Each manager does not necessarily need to be a GPT chat bots themselves, since they have limited functionality. They do no designing. They simply pipe messages through chains of other managers, as well as close and open sub-sessions. So these do not need to cost in token transactions more than what they do when prompting a GPT model with a pre-defined prompt.

Update

I thought of more stuff. All parts of the source code should have a reference ID that can be identified from within the XML file that contains the work and conversation history of that particular module.

Code Testing Process:

If the code is one that needs to be compiled:

The "Dungeon Master," or root session's non-LLM chat-bot can attempt to compile a copy of the code within an environment that will not mess up the host machine's files, once all the spawned sessions have completed their jobs. This would rely on instructions provided from prompting the designer chatbot on the command required to compile the code. (I have had GCC delete source code files due to some logical error I made in the C code itself.) Upon compilation failure, the ID number will be copied from the comment of the first section that the compiler identifies a problem with , the ID of the section before the identified failure point and/or the ID of the section(s) that call the section that the compiler identified the first problem with. All of this process can occur on a copy of the entire project. This process can repeat until the code compiles without error.

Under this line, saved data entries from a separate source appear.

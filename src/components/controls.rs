//! Control components: Switch.

use std::fmt;

use crate::circuit::{NodeId, WaveId};

/// Position of a switch.
#[derive(Debug, Clone, Copy, PartialEq, Eq, Default)]
pub enum SwitchState {
    #[default]
    Open,
    Closed,
}

impl fmt::Display for SwitchState {
    fn fmt(&self, f: &mut fmt::Formatter<'_>) -> fmt::Result {
        match self {
            SwitchState::Open => f.write_str("open"),
            SwitchState::Closed => f.write_str("closed"),
        }
    }
}

/// A single-pole switch.
///
/// Closed, it behaves like a wire between its left (slot 0) and right
/// (slot 1) terminals. Open, it breaks the circuit: each side keeps its own
/// last known voltage.
#[derive(Debug, Clone, Default)]
pub struct Switch {
    pub name: String,
    pub rotation: i32,
    pub(crate) terminals: [Option<NodeId>; 2], // [left, right]
    state: SwitchState,
    pub(crate) side_voltages: [f64; 2],
    pub(crate) last_wave: Option<WaveId>,
}

impl Switch {
    pub const LEFT: usize = 0;
    pub const RIGHT: usize = 1;

    pub fn new(state: SwitchState) -> Self {
        Self {
            state,
            ..Self::default()
        }
    }

    pub fn state(&self) -> SwitchState {
        self.state
    }

    pub fn is_open(&self) -> bool {
        self.state == SwitchState::Open
    }

    pub fn is_closed(&self) -> bool {
        self.state == SwitchState::Closed
    }

    pub(crate) fn set_state(&mut self, state: SwitchState) {
        self.state = state;
    }

    /// Voltage on the left side. Both sides agree while closed.
    pub fn voltage(&self) -> f64 {
        self.side_voltages[Self::LEFT]
    }

    /// Last known voltage on one side.
    pub fn side_voltage(&self, slot: usize) -> f64 {
        self.side_voltages[slot]
    }

    /// Wave that last crossed the switch.
    pub fn last_wave(&self) -> Option<WaveId> {
        self.last_wave
    }

    /// Record a change at `slot` and report whether it must be forwarded to
    /// the other side.
    pub(crate) fn on_node_changed(
        &mut self,
        slot: usize,
        voltage: Option<f64>,
        wave: WaveId,
    ) -> bool {
        self.side_voltages[slot] = voltage.unwrap_or(0.0);
        if self.is_open() || self.last_wave == Some(wave) {
            return false;
        }
        self.last_wave = Some(wave);
        true
    }
}
//! Passive two-terminal parts: Wire and Resistor.

use crate::circuit::{NodeId, WaveId};
use crate::error::{CircuitError, Result};
use crate::DEFAULT_RESISTANCE;

/// An ideal conductor.
///
/// A wire bridges its two endpoint nodes into one logical junction: a
/// voltage change on either end is forwarded to the other end.
#[derive(Debug, Clone, Default)]
pub struct Wire {
    pub name: String,
    pub rotation: i32,
    pub(crate) terminals: [Option<NodeId>; 2],
    /// Last value carried across the wire
    pub(crate) voltage: f64,
    /// Wave that last crossed this wire
    pub(crate) last_wave: Option<WaveId>,
}

impl Wire {
    pub fn new() -> Self {
        Self::default()
    }

    /// Node at the end opposite to `slot`.
    pub fn other_terminal(&self, slot: usize) -> Option<NodeId> {
        self.terminals.get(1 - slot.min(1)).copied().flatten()
    }

    /// The most recently propagated voltage.
    pub fn voltage(&self) -> f64 {
        self.voltage
    }

    /// Wave that last crossed the wire.
    pub fn last_wave(&self) -> Option<WaveId> {
        self.last_wave
    }

    /// Record a change on either end and report whether it must be
    /// forwarded to the other end.
    pub(crate) fn on_node_changed(&mut self, voltage: Option<f64>, wave: WaveId) -> bool {
        self.voltage = voltage.unwrap_or(0.0);
        if self.last_wave == Some(wave) {
            return false;
        }
        self.last_wave = Some(wave);
        true
    }
}

/// A linear resistor.
///
/// Terminal 0 is the reference for the sign of the voltage drop and of the
/// current: `current = (V0 - V1) / R`.
#[derive(Debug, Clone)]
pub struct Resistor {
    pub name: String,
    pub rotation: i32,
    pub(crate) terminals: [Option<NodeId>; 2],
    resistance: f64,
    /// Last known voltage at each terminal
    pub(crate) terminal_voltages: [f64; 2],
}

impl Resistor {
    /// Create a new resistor. Rejects zero, negative and non-finite values.
    pub fn new(resistance: f64) -> Result<Self> {
        validate_resistance("resistor", resistance)?;
        Ok(Self {
            name: String::new(),
            rotation: 0,
            terminals: [None; 2],
            resistance,
            terminal_voltages: [0.0; 2],
        })
    }

    pub fn resistance(&self) -> f64 {
        self.resistance
    }

    /// Change the resistance. The old value is kept on error.
    pub fn set_resistance(&mut self, resistance: f64) -> Result<()> {
        validate_resistance(&self.name, resistance)?;
        self.resistance = resistance;
        Ok(())
    }

    /// Voltage drop from terminal 0 to terminal 1.
    pub fn voltage(&self) -> f64 {
        self.terminal_voltages[0] - self.terminal_voltages[1]
    }

    /// Current through the resistor (Ohm's law).
    pub fn current(&self) -> f64 {
        self.voltage() / self.resistance
    }

    pub(crate) fn on_node_changed(&mut self, slot: usize, voltage: Option<f64>) {
        self.terminal_voltages[slot] = voltage.unwrap_or(0.0);
    }
}

impl Default for Resistor {
    fn default() -> Self {
        Self {
            name: String::new(),
            rotation: 0,
            terminals: [None; 2],
            resistance: DEFAULT_RESISTANCE,
            terminal_voltages: [0.0; 2],
        }
    }
}

fn validate_resistance(component: &str, resistance: f64) -> Result<()> {
    if resistance.is_finite() && resistance > 0.0 {
        Ok(())
    } else {
        Err(CircuitError::invalid_resistance(component, resistance))
    }
}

If the code is compiled, of if the code is a language that does not need to be compiled, is not doing the job it needs to do:

The program can notify the user that the program can now be tested, preferably in a VM. ChatDev can ask the user if the program works as expected. If yes, then the ChatDev program can just be closed. If no, then the user can tell it what did not work as expected, and ChatDev can respawn the designer session, ask it for the label of each task that may have errors that caused the stated problem, then spawn all of the associated high-level sessions, and ask these sessions which part of the pseudocode played a part in the stated problem, and repeat this as the sessions work all the way down to the sessions that need to redesign to address the stated problem.

Once finished, then the code testing process repeats until the user is satisfied with the software that ChatDev produced.